Airlines usually sell some seats at a lower price and some at a higher price because they know that certain categories of travelers are willing to pay more when they need a flight. A flight is divided into different “booking classes,” represented by letters of the alphabet, so a flight can be divided into 26 different buckets (sections): A, B, C, D, etc.

For example, a fare might be NVAKZNM3 (where the letter N indicates the booking class). Different booking classes have different availability. Let’s imagine that American Airlines uses N, V, and Y as booking classes to identify the economy class:

N – as the most restrictive economy fare V – as the more flexible economy fare Y – as the economy fare that falls between N and V

This means that if an economy fare is sold out, there may still be other economy fares available. However, airlines do not advertise their availability; to check it, you need to access the Passenger Service System (PSS). The most famous systems that include this service are Amadeus, Altéa, and Sabre.

How do these three elements work together?

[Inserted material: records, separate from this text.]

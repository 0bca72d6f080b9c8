pub mod grid;
pub mod state;
pub mod types;
pub mod vec2d;
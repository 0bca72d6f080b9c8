//! The state/effort vectors and SO(2) error math described in spec.md §3 and the
//! `erf`/`angle_diff` helpers from the original `lqrrt_node.py`.

use super::vec2d::Vec2D;
use std::fmt::Display;

/// Planar pose plus body-frame rates: `(x, y, theta, vx, vy, omega)`.
#[derive(Debug, Clone, Copy, PartialEq)]
pub struct State {
    pub x: f64,
    pub y: f64,
    pub theta: f64,
    pub vx: f64,
    pub vy: f64,
    pub omega: f64,
}

impl State {
    pub const ZERO: State = State { x: 0.0, y: 0.0, theta: 0.0, vx: 0.0, vy: 0.0, omega: 0.0 };

    pub fn new(x: f64, y: f64, theta: f64, vx: f64, vy: f64, omega: f64) -> Self {
        Self { x, y, theta, vx, vy, omega }
    }

    pub fn pos(&self) -> Vec2D<f64> { Vec2D::new(self.x, self.y) }

    /// A goal pose carries zero velocity components (spec.md §3).
    pub fn as_goal(pos: Vec2D<f64>, theta: f64) -> Self {
        Self { x: pos.x(), y: pos.y(), theta, vx: 0.0, vy: 0.0, omega: 0.0 }
    }

    /// Same pose, velocities zeroed — used when re-verifying a plan: collision checks
    /// don't care about speed, only footprint placement (spec.md §4.4).
    pub fn zero_vel(&self) -> Self { Self { vx: 0.0, vy: 0.0, omega: 0.0, ..*self } }
}

impl Display for State {
    fn fmt(&self, f: &mut std::fmt::Formatter<'_>) -> std::fmt::Result {
        write!(
            f,
            "[{:.2}, {:.2}, {:.2} | {:.2}, {:.2}, {:.2}]",
            self.x, self.y, self.theta, self.vx, self.vy, self.omega
        )
    }
}

/// Body-frame forces and torque `(fx, fy, tz)`.
#[derive(Debug, Clone, Copy, PartialEq)]
pub struct Effort {
    pub fx: f64,
    pub fy: f64,
    pub tz: f64,
}

impl Effort {
    pub const ZERO: Effort = Effort { fx: 0.0, fy: 0.0, tz: 0.0 };

    pub fn new(fx: f64, fy: f64, tz: f64) -> Self { Self { fx, fy, tz } }
}

/// The componentwise state error `xgoal - x`, with the heading component taken
/// properly on SO(2) via [`angle_diff`].
///
/// Matches the original's `erf`: `e[2] = angle_diff(xgoal[2], x[2])`.
pub fn erf(xgoal: &State, x: &State) -> [f64; 6] {
    [
        xgoal.x - x.x,
        xgoal.y - x.y,
        angle_diff(xgoal.theta, x.theta),
        xgoal.vx - x.vx,
        xgoal.vy - x.vy,
        xgoal.omega - x.omega,
    ]
}

/// Signed angular difference `agoal - a`, taken modulo 2*pi into `(-pi, pi]`.
///
/// Computed via `atan2` of the rotation between the two headings rather than a
/// naive subtraction-and-wrap, so it is exact at the branch cut (spec.md §8
/// invariant 5).
pub fn angle_diff(agoal: f64, a: f64) -> f64 {
    let (s, c) = a.sin_cos();
    let (sg, cg) = agoal.sin_cos();
    (sg * c - cg * s).atan2(cg * c + sg * s)
}

#[cfg(test)]
mod tests {
    use super::*;

    #[test]
    fn angle_diff_result_in_branch() {
        let d = angle_diff(3.0, -3.0);
        assert!(d > -std::f64::consts::PI && d <= std::f64::consts::PI);
    }

    #[test]
    fn angle_diff_periodic() {
        let a = 0.4;
        let b = -1.1;
        let base = angle_diff(a, b);
        for k in -2..=2 {
            for m in -2..=2 {
                let shifted = angle_diff(
                    a + 2.0 * std::f64::consts::PI * f64::from(k),
                    b + 2.0 * std::f64::consts::PI * f64::from(m),
                );
                assert!((shifted - base).abs() < 1e-9, "k={k} m={m}");
            }
        }
    }

    #[test]
    fn erf_matches_rotation_from_b_to_a() {
        let a = State::new(1.0, 2.0, 1.2, 0.0, 0.0, 0.0);
        let b = State::new(1.0, 2.0, -0.7, 0.0, 0.0, 0.0);
        let e = erf(&a, &b);
        assert_eq!(e[0], 0.0);
        assert_eq!(e[1], 0.0);
        let d = e[2];
        assert!(d > -std::f64::consts::PI && d <= std::f64::consts::PI);
        let expected = (1.2_f64 - (-0.7)).sin();
        assert!((d.sin() - expected).abs() < 1e-9);
    }
}
//! Configuration surface for the replanning supervisor: everything spec §6 lists
//! as per-behavior parameters, plus the few crate-wide constants.

use crate::common::vec2d::Vec2D;

/// Per-behavior and supervisor-wide tuning knobs.
///
/// Defaults are chosen to be reasonable for a small harbor-scale vehicle; every
/// field can be overridden individually when constructing a non-default `Config`.
#[derive(Debug, Clone)]
pub struct BehaviorParams {
    pub dt: f64,
    pub basic_duration: f64,
    pub pointshoot_tol: f64,
    pub free_radius: f64,
    pub real_tol: [f64; 6],
    pub velmax_pos: [f64; 3],
    pub stuck_threshold: usize,
    pub fudge_factor: f64,
    /// Fraction-preserved rollback applied to a rotation move that goes infeasible mid-sweep.
    pub fpr: f64,
    pub ss_step: f64,
    pub ss_start: f64,
    pub boat_width: f64,
    pub boat_length: f64,
    /// Body-frame footprint point cloud used by the feasibility oracle.
    pub vps: Vec<Vec2D<f64>>,
    pub vps_spacing: f64,
    pub ogrid_threshold: u8,
}

impl Default for BehaviorParams {
    fn default() -> Self {
        Self {
            dt: 0.1,
            basic_duration: 4.0,
            pointshoot_tol: 0.2,
            free_radius: 4.0,
            real_tol: [0.5, 0.5, 0.2, 0.5, 0.5, 0.2],
            velmax_pos: [2.0, 2.0, 1.0],
            stuck_threshold: 3,
            fudge_factor: 0.9,
            fpr: 0.9,
            ss_step: 2.0,
            ss_start: 1.0,
            boat_width: 2.0,
            boat_length: 4.0,
            vps: default_footprint(2.0, 4.0),
            vps_spacing: 0.5,
            ogrid_threshold: 90,
        }
    }
}

/// A coarse rectangular footprint point cloud, sampled along the hull perimeter.
fn default_footprint(width: f64, length: f64) -> Vec<Vec2D<f64>> {
    let hw = width / 2.0;
    let hl = length / 2.0;
    vec![
        Vec2D::new(hl, 0.0),
        Vec2D::new(hl, hw),
        Vec2D::new(0.0, hw),
        Vec2D::new(-hl, hw),
        Vec2D::new(-hl, 0.0),
        Vec2D::new(-hl, -hw),
        Vec2D::new(0.0, -hw),
        Vec2D::new(hl, -hw),
    ]
}

/// Top-level configuration, one `BehaviorParams` shared by all three behaviors.
///
/// Real deployments differ `car`/`boat`/`escape` tuning; spec §6 treats the
/// parameter surface as per-behavior but the fields that matter to the supervisor
/// (tolerances, timing, footprint) are shared, so a single struct is threaded
/// through and behaviors are free to special-case at the `gen_ss`/`dynamics` level.
#[derive(Debug, Clone)]
pub struct Config {
    pub params: BehaviorParams,
}

impl Config {
    const REVISIT_PERIOD_ENV: &'static str = "COXSWAIN_REVISIT_PERIOD_MS";

    pub fn from_env() -> Self {
        let mut params = BehaviorParams::default();
        if let Ok(v) = std::env::var(Self::REVISIT_PERIOD_ENV) {
            if let Ok(ms) = v.parse::<u64>() {
                params.dt = ms as f64 / 1000.0;
            } else {
                crate::warn!("Ignoring malformed {} value: {v}", Self::REVISIT_PERIOD_ENV);
            }
        }
        Self { params }
    }
}

impl Default for Config {
    fn default() -> Self { Self { params: BehaviorParams::default() } }
}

To know the results of a search, the search engine must combine schedules, fares, and availability. In the market, there are not many search engines; most travel agents use searches that work through GDS. The first step is to identify the route. There are several options to consider if you combine different flights that can connect, in addition to the wide range of airlines you can choose from. You can take a direct flight or a flight with a layover in another city. Once schedules and fares are combined, you will have a series of “itinerary prices,” and you may notice that many of these are not available because one or more booking classes are full. The end result is the so-called “offers.”

In conclusion

When you search for a flight, the search engine must combine schedules, fares, and availability to generate your search results. To do this, it must consider thousands of options and transform them into a small number of relevant combinations, all in a matter of seconds!